2. Infeksi Escherichia coli
Eschenchia coli (E. coli) awalnya tidak berhubungan dengan keracunan makanan. Namun pada akhir 1992 lebih dari 500 kasus keracunan makanan terjadi di Amerika Serikat ketika orang makan daging terkontaminasi di restoran cepat saji. Banyak anak yang dirawat di rumah sakit dengan muntah, diare, kram perut, dan demam, dan beberapa kemudian meninggal. Investigasi wabah ini menunjukkan bahwa daging hamburger yang digunakan dalam restoran telah terkontaminasi dengan bahan tinja selama persiapan di rumah pemotongan hewan dimana pada awalnya sapi potong dan tanah. E. coli ditemukan dalam tinja. Perawatan klien dengan E. coli adalah dengan cairan IV dan terapi antibiotik.
3. Botulism
Botulisme adalah jenis keracunan makanan yang terjadi setelah seseorang memakan racun dalam makanan yang tercemar dengan Clostridium botulinum. Botulisme paling sering di temukan di makanan kaleng, terutama sayuran, buah-buahan. Hal ini dapat dikaitkan dengan produksi makanan secara komersial dengan produk tidak cukup panas untuk menghancurkan racun sebelum dimakan. Inkubasi biasanya 18-36 jam. Setelah itu menyebabkan terjadi gejala-gejala penyakit ringan atau penyakit yang parah dengan kelumpuhan, kegagalan pernafasan, dan kematian. Pengobatan dengan antitoksin botulisme trivalen (ABE) diberikan segera setelah diagnosis dibuat. Untuk mencegah botulisme, perawat mengajarkan klien untuk membuang makanan kaleng yang bocor atau bengkak atau yang memiliki cacat segel. Wadah untuk makanan kaleng harus steril dengan mendidihkan makanan selama 20 menit untuk menghancurkan spora Clostridium botulinium sebelum pengalengan.
4. Salmonella
Salmonellosis adalah infeksi bakteri yang disebabkan oleh organisme Salmonella. Salmonellosis dapat ditularkan dari orang ke orang melalui rute fecal-oral.

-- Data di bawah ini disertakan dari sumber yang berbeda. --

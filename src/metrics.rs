use lazy_static::lazy_static;
use std::time::Duration;

use prometheus::{
    CounterVec, Encoder, Gauge, GaugeVec, HistogramOpts, HistogramVec, IntCounter, Opts, Registry,
    TextEncoder,
};

/// Metric name prefix for all pushcore metrics
const PREFIX: &str = "pushcore";

lazy_static! {
    // Global Prometheus registry
    pub static ref REGISTRY: Registry = Registry::new();

    // Ingestion Metrics
    pub static ref INGESTION_OUTCOMES_TOTAL: CounterVec = CounterVec::new(
        Opts::new(format!("{PREFIX}_ingestion_outcomes_total"), "Payloads processed by the generation pipeline"),
        &["outcome"]
    ).expect("Failed to create ingestion_outcomes_total metric");

    pub static ref EVICTIONS_TOTAL: IntCounter = IntCounter::new(
        format!("{PREFIX}_evictions_total"),
        "Notifications evicted by the visible limit"
    ).expect("Failed to create evictions_total metric");

    pub static ref RESTORED_TOTAL: IntCounter = IntCounter::new(
        format!("{PREFIX}_restored_total"),
        "Notifications re-displayed by restoration"
    ).expect("Failed to create restored_total metric");

    pub static ref DISPLAY_RESULTS_TOTAL: CounterVec = CounterVec::new(
        Opts::new(format!("{PREFIX}_display_results_total"), "Display requests by result"),
        &["result"]
    ).expect("Failed to create display_results_total metric");

    // Reporting Metrics
    pub static ref OPERATIONS_TOTAL: CounterVec = CounterVec::new(
        Opts::new(format!("{PREFIX}_operations_total"), "Operations executed by executor and status"),
        &["executor", "status"]
    ).expect("Failed to create operations_total metric");

    pub static ref VISIBLE_NOTIFICATIONS: Gauge = Gauge::new(
        format!("{PREFIX}_visible_notifications"),
        "Notifications currently visible (last badge count)"
    ).expect("Failed to create visible_notifications metric");

    // Background Job Metrics
    pub static ref BACKGROUND_JOB_EXECUTIONS_TOTAL: CounterVec = CounterVec::new(
        Opts::new(format!("{PREFIX}_background_job_executions_total"), "Background job runs by status"),
        &["job", "status"]
    ).expect("Failed to create background_job_executions_total metric");

    pub static ref BACKGROUND_JOB_DURATION_SECONDS: HistogramVec = HistogramVec::new(
        HistogramOpts::new(
            format!("{PREFIX}_background_job_duration_seconds"),
            "Background job duration in seconds"
        )
        .buckets(vec![0.01, 0.1, 0.5, 1.0, 5.0, 30.0, 120.0]),
        &["job"]
    ).expect("Failed to create background_job_duration_seconds metric");

    pub static ref BACKGROUND_JOB_RUNNING: GaugeVec = GaugeVec::new(
        Opts::new(format!("{PREFIX}_background_job_running"), "Whether a background job is running"),
        &["job"]
    ).expect("Failed to create background_job_running metric");
}

/// Initialize all metrics and register them with the Prometheus registry
pub fn init_metrics() {
    // Register all metrics - ignore errors if already registered (for tests)
    let _ = REGISTRY.register(Box::new(INGESTION_OUTCOMES_TOTAL.clone()));
    let _ = REGISTRY.register(Box::new(EVICTIONS_TOTAL.clone()));
    let _ = REGISTRY.register(Box::new(RESTORED_TOTAL.clone()));
    let _ = REGISTRY.register(Box::new(DISPLAY_RESULTS_TOTAL.clone()));
    let _ = REGISTRY.register(Box::new(OPERATIONS_TOTAL.clone()));
    let _ = REGISTRY.register(Box::new(VISIBLE_NOTIFICATIONS.clone()));
    let _ = REGISTRY.register(Box::new(BACKGROUND_JOB_EXECUTIONS_TOTAL.clone()));
    let _ = REGISTRY.register(Box::new(BACKGROUND_JOB_DURATION_SECONDS.clone()));
    let _ = REGISTRY.register(Box::new(BACKGROUND_JOB_RUNNING.clone()));

    tracing::debug!("Metrics registered");
}

/// Record the terminal disposition of one pipeline run
pub fn record_ingestion(outcome: &str) {
    INGESTION_OUTCOMES_TOTAL.with_label_values(&[outcome]).inc();
}

pub fn record_evictions(count: usize) {
    EVICTIONS_TOTAL.inc_by(count as u64);
}

pub fn record_restored(count: usize) {
    RESTORED_TOTAL.inc_by(count as u64);
}

pub fn record_display(result: &str) {
    DISPLAY_RESULTS_TOTAL.with_label_values(&[result]).inc();
}

/// Record an operation attempt result
pub fn record_operation(executor: &str, status: &str) {
    OPERATIONS_TOTAL.with_label_values(&[executor, status]).inc();
}

pub fn set_visible_notifications(count: usize) {
    VISIBLE_NOTIFICATIONS.set(count as f64);
}

/// Record a finished background job run
pub fn record_background_job_execution(job: &str, status: &str, duration: Duration) {
    BACKGROUND_JOB_EXECUTIONS_TOTAL
        .with_label_values(&[job, status])
        .inc();
    BACKGROUND_JOB_DURATION_SECONDS
        .with_label_values(&[job])
        .observe(duration.as_secs_f64());
}

pub fn set_background_job_running(job: &str, running: bool) {
    BACKGROUND_JOB_RUNNING
        .with_label_values(&[job])
        .set(if running { 1.0 } else { 0.0 });
}

/// Text exposition of every registered metric.
pub fn gather_text() -> String {
    let encoder = TextEncoder::new();
    let metric_families = REGISTRY.gather();

    let mut buffer = vec![];
    match encoder.encode(&metric_families, &mut buffer) {
        Ok(()) => String::from_utf8(buffer).unwrap_or_default(),
        Err(e) => {
            tracing::error!("Failed to encode metrics: {}", e);
            String::new()
        }
    }
}

#[cfg(test)]
mod tests {
    use super::*;

    fn has_metric(name: &str) -> bool {
        REGISTRY
            .gather()
            .iter()
            .any(|m| m.get_name() == format!("{PREFIX}_{name}"))
    }

    #[test]
    fn test_metrics_initialization() {
        init_metrics();
        init_metrics();
        assert!(!REGISTRY.gather().is_empty(), "Metrics should be registered");
    }

    #[test]
    fn test_record_ingestion() {
        init_metrics();
        record_ingestion("display_requested");
        assert!(has_metric("ingestion_outcomes_total"));
    }

    #[test]
    fn test_record_operation() {
        init_metrics();
        record_operation("track_received", "success");
        record_operation("track_received", "retry");
        assert!(has_metric("operations_total"));
    }

    #[test]
    fn test_record_background_job() {
        init_metrics();
        set_background_job_running("notification_cleanup", true);
        record_background_job_execution("notification_cleanup", "success", Duration::from_millis(5));
        set_background_job_running("notification_cleanup", false);
        assert!(has_metric("background_job_executions_total"));
        assert!(has_metric("background_job_running"));
    }

    #[test]
    fn test_gather_text_contains_counters() {
        init_metrics();
        record_evictions(2);
        let text = gather_text();
        assert!(text.contains("pushcore_evictions_total"));
    }
}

Inkubasi adalah 8-48 jam setelah orang menelan makanan/cairan yang terkontaminasi. Gejala biasanya-berlangsung selama 3-5 hari dan termasuk demam dengan atau tanpa menggigil, mual, muntah, kram sakit perut, dan diare, yang mungkin berdarah. Perawat menginstruksikan semua klien dengan infeksi Salmonella untuk mencuci tangan mereka sebelum makan dan setelah buang air besar untuk menghindari penularan dari organisme.
Inkubasi adalah 8-48 jam setelah orang menelan makanan/cairan yang terkontaminasi. Gejala biasanya-berlangsung selama 3-5 hari dan termasuk demam dengan atau tanpa menggigil, mual, muntah, kram sakit perut, dan diare, yang mungkin berdarah. Perawat menginstruksikan semua klien dengan infeksi Salmonella untuk mencuci tangan mereka sebelum makan dan setelah buang air besar untuk menghindari penularan dari organisme.